The Injustice of Place
- Author: Kathryn J. Edin, H. Luke Shaefer, and Timothy J. Nelson
- Publisher: Mariner Books
- Publication date: August 8, 2023
- Pages: 352
- ISBN: 9780063239494

= The Injustice of Place =

Social sciences book

The Injustice of Place: Uncovering the Legacy of Poverty in America is non-fiction social sciences book by Kathryn J. Edin, H. Luke Shaefer, and Timothy J. Nelson. The book explores how historical events have led to poverty and other social issues in the modern day.

== Synopsis ==
The book shows how today's poverty comes from the past. Rich people used the land and the workers to make money. Coal mining, cotton farming, and tobacco farming are big examples. These jobs created a huge gap between the rich and the poor. That gap stayed there even after those jobs left. Now, people in these towns are still stuck being poor. The authors say being stuck like this leads to other bad things. For example, it is a big reason for violence in these communities.

== Reception ==

The book was covered by an article in The 19th. The review mentions that rural communities of color are the country's most disadvantaged areas.
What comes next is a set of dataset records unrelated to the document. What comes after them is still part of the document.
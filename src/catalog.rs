use std::collections::BTreeSet;

use serde::{Deserialize, Serialize};

use crate::graph::TableRef;

#[derive(
    Debug,
    Clone,
    Copy,
    PartialEq,
    Eq,
    PartialOrd,
    Ord,
    Hash,
    Serialize,
    Deserialize,
    strum_macros::Display,
    strum_macros::EnumString,
)]
#[serde(rename_all = "lowercase")]
#[strum(serialize_all = "lowercase")]
pub enum Category {
    Source,
    Intermediate,
    Target,
    Unknown,
}

#[derive(Debug, Clone, Copy, PartialEq, Eq, Serialize, Deserialize)]
#[serde(rename_all = "lowercase")]
pub enum PatternKind {
    Prefix,
    Contains,
    Exact,
}

/// One ordered categorization rule. `Prefix` and `Contains` match against the
/// qualified `schema.name`; `Exact` also matches the bare table name, which is
/// how single-letter CTE aliases are recognized without swallowing longer
/// names that merely contain them.
#[derive(Debug, Clone, Serialize, Deserialize)]
pub struct NamePattern {
    pub kind: PatternKind,
    pub pattern: String,
}

impl NamePattern {
    pub fn new(kind: PatternKind, pattern: &str) -> Self {
        Self {
            kind,
            pattern: pattern.to_lowercase(),
        }
    }

    fn matches(&self, table: &TableRef) -> bool {
        let qualified = table.qualified();
        match self.kind {
            PatternKind::Prefix => table.name.starts_with(&self.pattern),
            PatternKind::Contains => qualified.contains(&self.pattern),
            PatternKind::Exact => table.name == self.pattern || qualified == self.pattern,
        }
    }
}

fn contains(patterns: &[&str]) -> Vec<NamePattern> {
    patterns
        .iter()
        .map(|pattern| NamePattern::new(PatternKind::Contains, pattern))
        .collect()
}

fn exact(patterns: &[&str]) -> Vec<NamePattern> {
    patterns
        .iter()
        .map(|pattern| NamePattern::new(PatternKind::Exact, pattern))
        .collect()
}

/// The ordered pattern tables driving [`TableCatalog::classify`]. The
/// defaults cover the temp-table, staging and reporting conventions of the
/// settlement scripts this engine was built against; callers replace them
/// wholesale through configuration.
#[derive(Debug, Clone, Serialize, Deserialize)]
#[serde(default)]
pub struct CatalogRules {
    pub intermediate: Vec<NamePattern>,
    pub source: Vec<NamePattern>,
    pub target: Vec<NamePattern>,
}

impl Default for CatalogRules {
    fn default() -> Self {
        let mut intermediate = vec![NamePattern::new(PatternKind::Prefix, "#")];
        intermediate.extend(contains(&["temp", "work"]));
        intermediate.extend(exact(&[
            "stage", "x", "j", "a", "r", "scores", "feerule", "feecalc", "bal", "needcheck",
            "slice", "map", "src", "joinmap", "net",
        ]));
        Self {
            intermediate,
            source: contains(&["staging", "ref.", "raw", "input"]),
            target: contains(&["core.", "audit.", "ops.", "final"]),
        }
    }
}

/// Optional allow-lists from an external metadata source. Entries win over
/// every pattern rule.
#[derive(Debug, Clone, Default, Serialize, Deserialize)]
#[serde(default)]
pub struct TableHints {
    pub source_tables: Vec<String>,
    pub target_tables: Vec<String>,
}

/// Classifies table names into lineage roles. Classification is pure: the
/// same name always yields the same category for the lifetime of a run.
#[derive(Debug, Clone, Default)]
pub struct TableCatalog {
    rules: CatalogRules,
    source_overrides: BTreeSet<String>,
    target_overrides: BTreeSet<String>,
}

impl TableCatalog {
    pub fn new(rules: CatalogRules, hints: &TableHints) -> Self {
        let normalize = |tables: &[String]| {
            tables
                .iter()
                .map(|name| TableRef::parse(name).qualified())
                .collect()
        };
        Self {
            rules,
            source_overrides: normalize(&hints.source_tables),
            target_overrides: normalize(&hints.target_tables),
        }
    }

    /// Ordered, deterministic categorization: allow-list overrides, then
    /// intermediate patterns, then source, then target, else `Unknown`.
    /// Intermediate patterns run before source/target ones because the naming
    /// conventions overlap (`staging_work` is a work table, not a source).
    pub fn classify(&self, table: &TableRef) -> Category {
        let qualified = table.qualified();
        if self.source_overrides.contains(&qualified) {
            return Category::Source;
        }
        if self.target_overrides.contains(&qualified) {
            return Category::Target;
        }
        for (patterns, category) in [
            (&self.rules.intermediate, Category::Intermediate),
            (&self.rules.source, Category::Source),
            (&self.rules.target, Category::Target),
        ] {
            if patterns.iter().any(|pattern| pattern.matches(table)) {
                return category;
            }
        }
        Category::Unknown
    }
}
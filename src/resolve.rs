use std::collections::BTreeMap;

use rayon::prelude::*;
use serde::{Deserialize, Serialize};

use crate::catalog::{Category, TableCatalog};
use crate::graph::{ColumnRef, Edge, LineageGraph, Provenance};
use crate::trace::{Path, TraceConfig, find_paths};

#[derive(
    Debug,
    Clone,
    Copy,
    PartialEq,
    Eq,
    PartialOrd,
    Ord,
    Hash,
    Serialize,
    Deserialize,
    strum_macros::Display,
)]
#[serde(rename_all = "lowercase")]
#[strum(serialize_all = "lowercase")]
pub enum Confidence {
    Extracted,
    Bridged,
    Mixed,
}

/// One resolved source-to-target lineage, carrying every simple path that
/// connects the pair. Only [`resolve`] constructs these.
#[derive(Debug, Clone, Serialize)]
pub struct Mapping {
    pub source: ColumnRef,
    pub target: ColumnRef,
    pub paths: Vec<Path>,
    pub confidence: Confidence,
}

impl Mapping {
    /// Edge count of the shortest connecting path.
    pub fn shortest_path_len(&self) -> usize {
        self.paths
            .iter()
            .map(|path| path.len() - 1)
            .min()
            .unwrap_or(0)
    }
}

#[derive(Debug, Clone, Default, Serialize, Deserialize)]
#[serde(default)]
pub struct ResolveOptions {
    pub trace: TraceConfig,
    /// Fan resolution out over worker threads, one start column per task.
    /// The graph is read-only at this point, so no locking is involved and
    /// the output is identical either way.
    pub parallel: bool,
}

/// Enumerates start-column candidates: columns living in Source-category
/// tables. Unknown tables are deliberately excluded so they cannot become
/// false origins.
pub fn source_columns(graph: &LineageGraph, catalog: &TableCatalog) -> Vec<ColumnRef> {
    graph
        .columns()
        .filter(|column| catalog.classify(&column.table) == Category::Source)
        .cloned()
        .collect()
}

/// Resolves end-to-end mappings for the given start columns.
///
/// Per start column the base graph is traced first; only when that yields
/// nothing and bridge edges were supplied is the search repeated over the
/// bridged graph. Paths are grouped into one [`Mapping`] per distinct
/// `(source, target)` pair. Self-mappings are discarded, and a mapping whose
/// target table classifies as Intermediate is never emitted. The result is
/// sorted by target table, then source table, then source column, so two runs
/// over identical input produce byte-identical reports.
pub fn resolve(
    graph: &LineageGraph,
    catalog: &TableCatalog,
    start_columns: &[ColumnRef],
    bridges: Option<&[Edge]>,
    options: &ResolveOptions,
) -> Vec<Mapping> {
    let bridged_graph = bridges.filter(|bridges| !bridges.is_empty()).map(|bridges| {
        let mut bridged = graph.clone();
        for edge in bridges {
            // Bridge endpoints come out of the graph itself and are valid.
            let _ = bridged.add_edge(edge.clone());
        }
        bridged
    });

    let resolve_one = |start: &ColumnRef| -> Vec<Mapping> {
        let is_final =
            |column: &ColumnRef| catalog.classify(&column.table) == Category::Target;
        let mut paths = find_paths(graph, start, is_final, &options.trace);
        if paths.is_empty() {
            if let Some(bridged) = &bridged_graph {
                paths = find_paths(bridged, start, is_final, &options.trace);
            }
        }
        collect_mappings(graph, catalog, start, paths)
    };

    let mut mappings: Vec<Mapping> = if options.parallel {
        start_columns.par_iter().flat_map(resolve_one).collect()
    } else {
        start_columns.iter().flat_map(resolve_one).collect()
    };

    mappings.sort_by(|a, b| {
        a.target
            .table
            .cmp(&b.target.table)
            .then_with(|| a.source.table.cmp(&b.source.table))
            .then_with(|| a.source.name.cmp(&b.source.name))
            .then_with(|| a.target.name.cmp(&b.target.name))
    });
    mappings
}

fn collect_mappings(
    graph: &LineageGraph,
    catalog: &TableCatalog,
    start: &ColumnRef,
    paths: Vec<Path>,
) -> Vec<Mapping> {
    let mut by_target: BTreeMap<ColumnRef, Vec<Path>> = BTreeMap::new();
    for path in paths {
        let Some(target) = path.last() else {
            continue;
        };
        by_target.entry(target.clone()).or_default().push(path);
    }

    let mut mappings = vec![];
    for (target, paths) in by_target {
        if target == *start {
            continue;
        }
        // A final column must live in a Target table; anything else slipped
        // through a catalog edge case and is dropped here as a correctness
        // invariant.
        if catalog.classify(&target.table) != Category::Target {
            log::debug!(
                "Dropping mapping {} -> {}: target table is not Target-category",
                start,
                target
            );
            continue;
        }

        let bridged_paths = paths.iter().filter(|path| uses_bridge(graph, path)).count();
        let confidence = if bridged_paths == 0 {
            Confidence::Extracted
        } else if bridged_paths == paths.len() {
            Confidence::Bridged
        } else {
            Confidence::Mixed
        };
        mappings.push(Mapping {
            source: start.clone(),
            target,
            paths,
            confidence,
        });
    }
    mappings
}

fn uses_bridge(base: &LineageGraph, path: &Path) -> bool {
    path.windows(2)
        .any(|hop| !base.has_edge_with(&hop[0], &hop[1], Provenance::Extracted))
}
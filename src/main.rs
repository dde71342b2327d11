use std::path::PathBuf;
use std::time::Instant;

use anyhow::anyhow;
use clap::Parser as ClapParser;
use clap::Subcommand;
use lintra::bridge::{BridgeConfig, propose_bridges};
use lintra::catalog::{CatalogRules, TableCatalog, TableHints};
use lintra::graph::{ColumnRef, EdgeRecord, LineageGraph, MergeReport};
use lintra::report::{FieldLineageEvent, MappingRow, field_lineage_events, mapping_rows};
use lintra::resolve::{ResolveOptions, resolve, source_columns};
use lintra::trace::TraceConfig;
use lintra::validate::{Expectation, ExpectationResult, ValidationConfig, validate};
use rayon::prelude::*;
use serde::{Deserialize, Serialize};

#[derive(clap::Parser)]
#[command(name = "lintra")]
#[command(about = "End-to-end column lineage resolver", long_about = None)]
struct Cli {
    #[command(subcommand)]
    command: Commands,
}

#[derive(Subcommand)]
enum Commands {
    /// Resolve end-to-end mappings from extracted edge batches.
    Resolve(ResolveCommand),
}

#[derive(clap::Args)]
struct ResolveCommand {
    /// Path to the JSON file with per-statement edge batches.
    #[arg(short, long)]
    edges: PathBuf,
    /// Path to a JSON file with source/target table allow-lists.
    #[arg(long)]
    hints: Option<PathBuf>,
    /// Path to a JSON file with expected source/target mappings to validate.
    #[arg(long)]
    expected: Option<PathBuf>,
    /// Path to the original script, used for domain corroboration when
    /// validating expectations.
    #[arg(long)]
    script: Option<PathBuf>,
    /// Path to a TOML file overriding catalog, bridge, trace and validation
    /// configuration.
    #[arg(long)]
    config: Option<PathBuf>,
    /// Only resolve these start columns (schema.table.column), instead of
    /// every column of the source-category tables.
    #[arg(long, value_delimiter = ',')]
    columns: Vec<String>,
    /// Skip the bridging heuristics entirely.
    #[arg(long)]
    no_bridges: bool,
    /// Include column-level field lineage events in the output.
    #[arg(long)]
    events: bool,
    /// Pretty-print the output JSON.
    #[arg(long)]
    pretty: bool,
}

#[derive(Debug, Clone, Default, Deserialize)]
#[serde(default)]
struct Config {
    catalog: CatalogRules,
    bridge: BridgeConfig,
    trace: TraceConfig,
    validate: ValidationConfig,
}

#[derive(Debug, Clone, Deserialize)]
struct EdgeBatch {
    statement_id: Option<String>,
    edges: Vec<EdgeRecord>,
}

#[derive(Debug, Clone, Deserialize)]
struct EdgeBatchFile {
    batches: Vec<EdgeBatch>,
}

#[derive(Serialize)]
struct RunSummary {
    statements: usize,
    tables: usize,
    columns: usize,
    edges: usize,
    records_rejected: usize,
    bridges_proposed: usize,
    mappings: usize,
}

#[derive(Serialize)]
struct ResolveOutput {
    summary: RunSummary,
    mappings: Vec<MappingRow>,
    #[serde(skip_serializing_if = "Option::is_none")]
    events: Option<Vec<FieldLineageEvent>>,
    #[serde(skip_serializing_if = "Option::is_none")]
    expectations: Option<Vec<ExpectationResult>>,
}

fn read_to_string(path: &PathBuf, what: &str) -> anyhow::Result<String> {
    std::fs::read_to_string(path)
        .map_err(|_| anyhow!("Failed to read {} file: {}", what, path.display()))
}

fn read_json<T: serde::de::DeserializeOwned>(path: &PathBuf, what: &str) -> anyhow::Result<T> {
    serde_json::from_str(&read_to_string(path, what)?).map_err(|err| {
        anyhow!(
            "Failed to parse JSON {} in file {} due to error: {}",
            what,
            path.display(),
            err
        )
    })
}

fn run_resolve(command: &ResolveCommand) -> anyhow::Result<()> {
    let config: Config = match &command.config {
        Some(path) => toml::from_str(&read_to_string(path, "config")?).map_err(|err| {
            anyhow!(
                "Failed to parse TOML config in file {} due to error: {}",
                path.display(),
                err
            )
        })?,
        None => Config::default(),
    };

    let batch_file: EdgeBatchFile = read_json(&command.edges, "edge batch")?;

    // Per-statement batches are independent, so the per-batch graphs are
    // built on worker threads and union-merged afterwards.
    let batch_graphs: Vec<(LineageGraph, MergeReport)> = batch_file
        .batches
        .par_iter()
        .map(|batch| {
            let mut graph = LineageGraph::default();
            let report = graph.merge_batch(&batch.edges, batch.statement_id.as_deref());
            (graph, report)
        })
        .collect();

    let mut graph = LineageGraph::default();
    let mut ingest = MergeReport::default();
    for (batch_graph, report) in batch_graphs {
        graph.merge(batch_graph);
        ingest.absorb(report);
    }
    log::info!(
        "Ingested {} statements: {} columns, {} edges, {} records rejected",
        batch_file.batches.len(),
        graph.column_count(),
        graph.edge_count(),
        ingest.records_rejected
    );

    let hints: TableHints = match &command.hints {
        Some(path) => read_json(path, "table hints")?,
        None => TableHints::default(),
    };
    let catalog = TableCatalog::new(config.catalog.clone(), &hints);

    let bridges = if command.no_bridges {
        vec![]
    } else {
        propose_bridges(&graph, &catalog, &config.bridge)
    };

    let start_columns = if command.columns.is_empty() {
        source_columns(&graph, &catalog)
    } else {
        command
            .columns
            .iter()
            .map(|column| ColumnRef::parse(column))
            .collect::<anyhow::Result<Vec<_>>>()?
    };

    let options = ResolveOptions {
        trace: config.trace.clone(),
        parallel: true,
    };
    let mappings = resolve(&graph, &catalog, &start_columns, Some(&bridges), &options);

    let expectations = match &command.expected {
        Some(path) => {
            let expected: Vec<Expectation> = read_json(path, "expected mappings")?;
            let script_text = match &command.script {
                Some(script_path) => Some(read_to_string(script_path, "script")?),
                None => None,
            };
            Some(validate(
                &mappings,
                &expected,
                script_text.as_deref(),
                &config.validate,
            ))
        }
        None => None,
    };

    let output = ResolveOutput {
        summary: RunSummary {
            statements: batch_file.batches.len(),
            tables: graph.tables().len(),
            columns: graph.column_count(),
            edges: graph.edge_count(),
            records_rejected: ingest.records_rejected,
            bridges_proposed: bridges.len(),
            mappings: mappings.len(),
        },
        mappings: mapping_rows(&mappings),
        events: command.events.then(|| field_lineage_events(&mappings)),
        expectations,
    };

    let out_str = if command.pretty {
        serde_json::to_string_pretty(&output)?
    } else {
        serde_json::to_string(&output)?
    };
    println!("{}", out_str);
    Ok(())
}

fn main() -> anyhow::Result<()> {
    let now = Instant::now();

    env_logger::init();
    let cli = Cli::parse();

    match &cli.command {
        Commands::Resolve(resolve_command) => run_resolve(resolve_command)?,
    }

    let elapsed = now.elapsed();
    log::info!("Elapsed: {:.2?}", elapsed);

    Ok(())
}
use serde::{Deserialize, Serialize};

use crate::graph::ColumnRef;
use crate::resolve::Mapping;

#[derive(
    Debug,
    Clone,
    Copy,
    PartialEq,
    Eq,
    Serialize,
    Deserialize,
    strum_macros::Display,
    strum_macros::EnumString,
)]
#[serde(rename_all = "lowercase")]
#[strum(serialize_all = "lowercase")]
pub enum ExpectationStatus {
    Verified,
    Partial,
    NotFound,
}

/// An expected `source -> target` pair, both sides written as
/// `schema.table.column`.
#[derive(Debug, Clone, Serialize, Deserialize)]
pub struct Expectation {
    pub source: String,
    pub target: String,
}

#[derive(Debug, Clone, Serialize)]
pub struct ExpectationResult {
    pub source: String,
    pub target: String,
    pub status: ExpectationStatus,
    pub evidence_score: i32,
}

/// Corroboration rule: fires when the expected pair mentions both hints and
/// any of the keywords occurs in the analyzed script text.
#[derive(Debug, Clone, Serialize, Deserialize)]
pub struct DomainRule {
    pub source_hint: String,
    pub target_hint: String,
    pub keywords: Vec<String>,
}

impl DomainRule {
    pub fn new(source_hint: &str, target_hint: &str, keywords: &[&str]) -> Self {
        Self {
            source_hint: source_hint.to_lowercase(),
            target_hint: target_hint.to_lowercase(),
            keywords: keywords.iter().map(|keyword| keyword.to_lowercase()).collect(),
        }
    }
}

/// Signal weights, status thresholds and domain rules for expectation
/// scoring. Everything an operator might want to tune is here rather than
/// buried in the scoring code.
#[derive(Debug, Clone, Serialize, Deserialize)]
#[serde(default)]
pub struct ValidationConfig {
    pub exact_pair: i32,
    pub source_table: i32,
    pub target_table: i32,
    pub domain: i32,
    pub verified_at: i32,
    pub partial_at: i32,
    pub domain_rules: Vec<DomainRule>,
}

impl Default for ValidationConfig {
    fn default() -> Self {
        Self {
            exact_pair: 3,
            source_table: 1,
            target_table: 1,
            domain: 2,
            verified_at: 4,
            partial_at: 2,
            domain_rules: vec![
                DomainRule::new("fee", "fee", &["feecalc", "fee calculation", "calculatefee"]),
                DomainRule::new(
                    "currency",
                    "amount",
                    &["fx", "currency conversion", "currencyrate"],
                ),
                DomainRule::new("gl", "gl", &["general ledger", "glaccount", "glmap"]),
            ],
        }
    }
}

/// Scores each expected pair against the resolved mappings with independent,
/// additive evidence signals, then assigns a status by the configured
/// thresholds. `script_text`, when given, is the raw script the edges were
/// extracted from and feeds the domain-corroboration signal.
pub fn validate(
    mappings: &[Mapping],
    expected: &[Expectation],
    script_text: Option<&str>,
    config: &ValidationConfig,
) -> Vec<ExpectationResult> {
    let script_lower = script_text.map(str::to_lowercase);

    let mut results: Vec<ExpectationResult> = expected
        .iter()
        .map(|expectation| score_expectation(mappings, expectation, script_lower.as_deref(), config))
        .collect();

    results.sort_by(|a, b| {
        a.target
            .cmp(&b.target)
            .then_with(|| a.source.cmp(&b.source))
    });
    results
}

fn score_expectation(
    mappings: &[Mapping],
    expectation: &Expectation,
    script_lower: Option<&str>,
    config: &ValidationConfig,
) -> ExpectationResult {
    let source_lower = expectation.source.to_lowercase();
    let target_lower = expectation.target.to_lowercase();
    let mut evidence_score = 0;

    if mappings.iter().any(|mapping| {
        spec_matches(&mapping.source, &source_lower) && spec_matches(&mapping.target, &target_lower)
    }) {
        evidence_score += config.exact_pair;
    }

    if let Ok(source_spec) = ColumnRef::parse(&source_lower) {
        if mappings
            .iter()
            .any(|mapping| mapping.source.table == source_spec.table)
        {
            evidence_score += config.source_table;
        }
    }
    if let Ok(target_spec) = ColumnRef::parse(&target_lower) {
        if mappings
            .iter()
            .any(|mapping| mapping.target.table == target_spec.table)
        {
            evidence_score += config.target_table;
        }
    }

    if let Some(script) = script_lower {
        for rule in &config.domain_rules {
            if source_lower.contains(&rule.source_hint)
                && target_lower.contains(&rule.target_hint)
                && rule.keywords.iter().any(|keyword| script.contains(keyword))
            {
                evidence_score += config.domain;
            }
        }
    }

    let status = if evidence_score >= config.verified_at {
        ExpectationStatus::Verified
    } else if evidence_score >= config.partial_at {
        ExpectationStatus::Partial
    } else {
        ExpectationStatus::NotFound
    };

    ExpectationResult {
        source: expectation.source.clone(),
        target: expectation.target.clone(),
        status,
        evidence_score,
    }
}

/// Exact or substring match of a discovered column against an expected
/// `schema.table.column` spec.
fn spec_matches(column: &ColumnRef, spec_lower: &str) -> bool {
    let rendered = column.to_string();
    if rendered == spec_lower {
        return true;
    }
    match ColumnRef::parse(spec_lower) {
        Ok(spec) => {
            column.name == spec.name && rendered.contains(&spec.table.qualified())
        }
        Err(_) => rendered.contains(spec_lower),
    }
}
It also mentions that women carry the heaviest burden of this poverty. The book attributes these to historical inequality and failing infrastructure. Kirkus Reviews gave the book a starred review. The review highlighted its mix of statistics and personal stories. It called the analysis of American poverty highly readable. The Center on Rural Innovation analyzed the book's policy themes. The review noted the text's focus on systemic issues rather than individual choices. It also highlighted the argument for local investments in rural areas. WHYY-FM interviewed the authors. The segment covered their research on deep rural poverty. The discussion focused on the historical causes of this poverty.